Dataset entries:
▼

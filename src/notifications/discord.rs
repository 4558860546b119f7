use super::render::render_message;
use super::Reporter;
use crate::state::NotificationState;
use anyhow::{Context, Result};
use reqwest::Client;
use serde::Deserialize;
use std::time::Duration;

const CONNECTION_TIMEOUT: Duration = Duration::from_secs(10);

#[derive(Debug, Deserialize)]
struct MessageResponse {
    id: String,
}

/// Posts job status to a Discord webhook and edits the message as it changes.
pub struct DiscordReporter {
    client: Client,
    webhook_url: String,
}

impl DiscordReporter {
    pub fn new(webhook_url: &str) -> Self {
        let client = Client::builder()
            .timeout(CONNECTION_TIMEOUT)
            .build()
            .unwrap_or_else(|e| {
                tracing::warn!("Failed to build HTTP client: {}", e);
                Client::new()
            });

        Self {
            client,
            webhook_url: webhook_url.trim_end_matches('/').to_string(),
        }
    }

    async fn send(&self, request: reqwest::RequestBuilder, state: &NotificationState) -> Result<String> {
        let response = request
            .query(&[("wait", "true")])
            .header("Accept", "application/json")
            .json(&render_message(state))
            .send()
            .await?;

        let status = response.status();
        let body = response.text().await.unwrap_or_default();
        if !status.is_success() {
            anyhow::bail!("Discord webhook request failed ({}): {}", status, body);
        }

        let message: MessageResponse =
            serde_json::from_str(&body).context("Invalid Discord webhook response")?;
        Ok(message.id)
    }

    async fn try_update(&self, state: &NotificationState) -> Result<String> {
        let id = state
            .remote_id
            .as_deref()
            .context("Notification has no remote message id")?;
        let url = format!("{}/messages/{}", self.webhook_url, id);
        self.send(self.client.patch(url), state).await
    }
}

#[async_trait::async_trait]
impl Reporter for DiscordReporter {
    async fn create(&self, state: &NotificationState) -> Result<String> {
        self.send(self.client.post(&self.webhook_url), state)
            .await
            .context("Failed to create Discord message")
    }

    async fn update(&self, state: NotificationState) -> NotificationState {
        match self.try_update(&state).await {
            Ok(id) => NotificationState {
                remote_id: Some(id),
                ..state
            },
            Err(e) => {
                tracing::warn!("Error while updating Discord message: {:#}", e);
                tracing::debug!("Notification state: {:?}", state);
                state
            }
        }
    }
}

▲

[WHAT THE TASK REQUIRES] Every record above must be printed again exactly as it stands.

[TASK RESPONSE]
filename src/notifications/discord.rs
repository 4558860546b119f7
use super::render::render_message;
use super::Reporter;
use crate::state::NotificationState;
use anyhow::{Context, Result};
use reqwest::Client;
use serde::Deserialize;
use std::time::Duration;

const CONNECTION_TIMEOUT: Duration = Duration::from_secs(10);

#[derive(Debug, Deserialize)]
struct MessageResponse {
    id: String,
}

/// Posts job status to a Discord webhook and edits the message as it changes.
pub struct DiscordReporter {
    client: Client,
    webhook_url: String,
}

impl DiscordReporter {
    pub fn new(webhook_url: &str) -> Self {
        let client = Client::builder()
            .timeout(CONNECTION_TIMEOUT)
            .build()
            .unwrap_or_else(|e| {
                tracing::warn!("Failed to build HTTP client: {}", e);
                Client::new()
            });

        Self {
            client,
            webhook_url: webhook_url.trim_end_matches('/').to_string(),
        }
    }

    async fn send(&self, request: reqwest::RequestBuilder, state: &NotificationState) -> Result<String> {
        let response = request
            .query(&[("wait", "true")])
            .header("Accept", "application/json")
            .json(&render_message(state))
            .send()
            .await?;

        let status = response.status();
        let body = response.text().await.unwrap_or_default();
        if !status.is_success() {
            anyhow::bail!("Discord webhook request failed ({}): {}", status, body);
        }

        let message: MessageResponse =
            serde_json::from_str(&body).context("Invalid Discord webhook response")?;
        Ok(message.id)
    }

    async fn try_update(&self, state: &NotificationState) -> Result<String> {
        let id = state
            .remote_id
            .as_deref()
            .context("Notification has no remote message id")?;
        let url = format!("{}/messages/{}", self.webhook_url, id);
        self.send(self.client.patch(url), state).await
    }
}

#[async_trait::async_trait]
impl Reporter for DiscordReporter {
    async fn create(&self, state: &NotificationState) -> Result<String> {
        self.send(self.client.post(&self.webhook_url), state)
            .await
            .context("Failed to create Discord message")
    }

    async fn update(&self, state: NotificationState) -> NotificationState {
        match self.try_update(&state).await {
            Ok(id) => NotificationState {
                remote_id: Some(id),
                ..state
            },
            Err(e) => {
                tracing::warn!("Error while updating Discord message: {:#}", e);
                tracing::debug!("Notification state: {:?}", state);
                state
            }
        }
    }
}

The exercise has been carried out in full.